To begin testing our model, we analyzed the size distribution of modeled nos homotypic clusters that contain four or more transcripts in the early embryo and found that it resembles the expected log-normal distribution as previously described for biological data (Fig. S2 C) (15). Next, we tested the model by visualizing the germ granule landscape that it produces by outputting modeled data as a quantified matrix called the Granule Census. In the Granule Census, each element of the matrix represents a unique combination of nos homotypic cluster size (x axis) and pgc homotypic cluster size (y axis), and a colormap corresponds the number of granules with that size combination. Granules that do not contain at least one nos or pgc transcript are not included in the matrix (16). The Granule Census has been employed to depict the transformation that occurs in the germ plasm from stage 10 to stage 13 as homotypic clusters grow (16). Comparing biological data and modeling data, we find that the computational model successfully reproduces these dynamics and is visualized in the Granule Census for all stages. Specifically, modeling data capture a gradual approximately threefold increase in the average size of pgc homotypic clusters and the approximately fourfold increase in the average size of nos homotypic clusters that occurs biologically from stage 10 to early embryo (Fig. 3). Furthermore, the model also detects the shift that occurs in the relationship between the sizes of nos and pgc mRNAs that reside in the same germ granule as visualized using a line of best fit (Figs. 3 and S5). Using the model, we predict the germ granule landscape for the latest stage in oogenesis, stage 14 (Fig. S5), which is difficult to accurately analyze biologically due to the presence of a fully developed eggshell that interferes with probe penetration and imaging (16). Representation of quantified biological germ granule data is limited to fixed samples and a static Granule Census for each stage. Using the computational model, continuous visualization of germ granule formation is made possible by using a dynamic Granule Census, providing a unique monitoring prospective that cannot be accomplished using current live imaging methods (Video S2). Together, our computational model captures expected homotypic growth dynamics that can be visualized continuously using an animated Granule Census across 19 h of germ granule development.
Figure 3.
Modeling germ granule formation produces Granule Censuses that are comparable with biology. (A, A′) Granule Census produced from analyzing biological germ granules at stage 10 and in the early embryo. (B, B′) Granule Census generated based on modeling germ granule formation at stage 10 and in the early embryo. For all censuses, the average nos cluster size (magenta vertical lines) and average pgc cluster size (green horizontal line) increase from stage 10 to early embryo. The relationship between the sizes of nos and pgc mRNAs that reside in the same germ granule can be visualized using a line of best fit for colocalized nos and pgc clusters (broken gray line). The heatmaps indicate the number of granules with each observed mRNA composition, n = 11 biological germ plasms for both stages and n = 10 random simulations for modeled data.

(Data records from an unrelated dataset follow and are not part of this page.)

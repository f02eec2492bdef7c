//! Client configuration
//!
//! Defaults suit local development; deployments override through the
//! environment.
//!
//! ## Environment Variables
//! - `REGDESK_API_URL`: base URL of the backend
//! - `REGDESK_HTTP_TIMEOUT_SECS`: per-request timeout in seconds
//! - `REGDESK_SESSION_FILE`: path of the durable session record
//! - `REGDESK_REFRESH_TIMEOUT_SECS`: bound on the token refresh call
//!   (unset = wait indefinitely, matching backend-driven refresh pacing)

use std::path::PathBuf;
use std::time::Duration;

use crate::api::ApiError;

/// Configuration for a [`RegDesk`](crate::RegDesk) client.
#[derive(Debug, Clone)]
pub struct ClientConfig {
    /// Base URL every route is appended to.
    pub base_url: String,
    /// Per-request timeout.
    pub timeout: Duration,
    /// User agent sent with every request.
    pub user_agent: String,
    /// Path of the durable session record.
    pub session_file: PathBuf,
    /// Optional bound on the refresh network call.
    pub refresh_timeout: Option<Duration>,
}

impl Default for ClientConfig {
    fn default() -> Self {
        Self {
            base_url: "http://localhost:3002".to_string(),
            timeout: Duration::from_secs(30),
            user_agent: format!("regdesk-client/{}", env!("CARGO_PKG_VERSION")),
            session_file: PathBuf::from(".regdesk/session.json"),
            refresh_timeout: None,
        }
    }
}

impl ClientConfig {
    /// Build a configuration from the environment, falling back to
    /// defaults for unset variables.
    ///
    /// # Errors
    /// Returns [`ApiError::Config`] when a variable is set but cannot be
    /// parsed.
    pub fn from_env() -> Result<Self, ApiError> {
        let mut config = Self::default();

        if let Ok(base_url) = std::env::var("REGDESK_API_URL") {
            config.base_url = base_url;
        }
        if let Some(timeout) = env_secs("REGDESK_HTTP_TIMEOUT_SECS")? {
            config.timeout = timeout;
        }
        if let Ok(path) = std::env::var("REGDESK_SESSION_FILE") {
            config.session_file = PathBuf::from(path);
        }
        config.refresh_timeout = env_secs("REGDESK_REFRESH_TIMEOUT_SECS")?;

        Ok(config)
    }
}

fn env_secs(name: &str) -> Result<Option<Duration>, ApiError> {
    match std::env::var(name) {
        Ok(value) => {
            let secs = value
                .parse::<u64>()
                .map_err(|err| ApiError::Config(format!("invalid {name}: {err}")))?;
            Ok(Some(Duration::from_secs(secs)))
        }
        Err(_) => Ok(None),
    }
}

#[cfg(test)]
mod tests {
    use super::*;

    #[test]
    fn defaults_target_local_development() {
        let config = ClientConfig::default();
        assert_eq!(config.base_url, "http://localhost:3002");
        assert_eq!(config.timeout, Duration::from_secs(30));
        assert!(config.refresh_timeout.is_none());
    }

    #[test]
    fn environment_overrides_defaults() {
        std::env::set_var("REGDESK_API_URL", "https://api.example.com");
        std::env::set_var("REGDESK_HTTP_TIMEOUT_SECS", "10");
        std::env::set_var("REGDESK_REFRESH_TIMEOUT_SECS", "7");

        let config = ClientConfig::from_env().unwrap();
        assert_eq!(config.base_url, "https://api.example.com");
        assert_eq!(config.timeout, Duration::from_secs(10));
        assert_eq!(config.refresh_timeout, Some(Duration::from_secs(7)));

        std::env::remove_var("REGDESK_API_URL");
        std::env::remove_var("REGDESK_HTTP_TIMEOUT_SECS");
        std::env::remove_var("REGDESK_REFRESH_TIMEOUT_SECS");
    }

    #[test]
    fn unparseable_timeout_is_a_config_error() {
        std::env::set_var("REGDESK_BAD_SECS_TEST", "soon");
        let result = env_secs("REGDESK_BAD_SECS_TEST");
        assert!(matches!(result, Err(ApiError::Config(_))));
        std::env::remove_var("REGDESK_BAD_SECS_TEST");
    }
}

The y axis represents the number of pgc mRNAs, the x axis represents the number of nos mRNAs, the green horizontal line is the average number of pgc mRNAs in a granule, the magenta vertical line is the average number of nos mRNAs in a granule, and the heatmap represents the number of granules with given mRNA composition.
The computational model captures expected nos and pgc homotypic clusters sizes
The full distribution of homotypic cluster sizes identified within an entire germ plasm can be summarized by identifying the homotypic cluster with the largest number of transcripts (max cluster size) and plotting it against the average number of transcripts found in a homotypic cluster (average cluster size) for nos and pgc (16). This dimension reduction allows for the distribution of homotypic clusters to be represented as a single point on a graph for easier comparisons (16). To test the accuracy that our model reproduces biological observed germ granules, we analyzed germ granule data from 10 randomly generated modeled germ plasms from stage 10 to early embryo. For each modeled germ plasm, we summarized the data by calculating the average and maximum cluster sizes for nos and pgc at all stages. Plotting the summarized modeled data together with biological data revealed that both data sets qualitatively organize together in a stage-specific manner. Furthermore, our model predicts the sizes of homotypic clusters that are expected at stage 14 (Fig. 4 A).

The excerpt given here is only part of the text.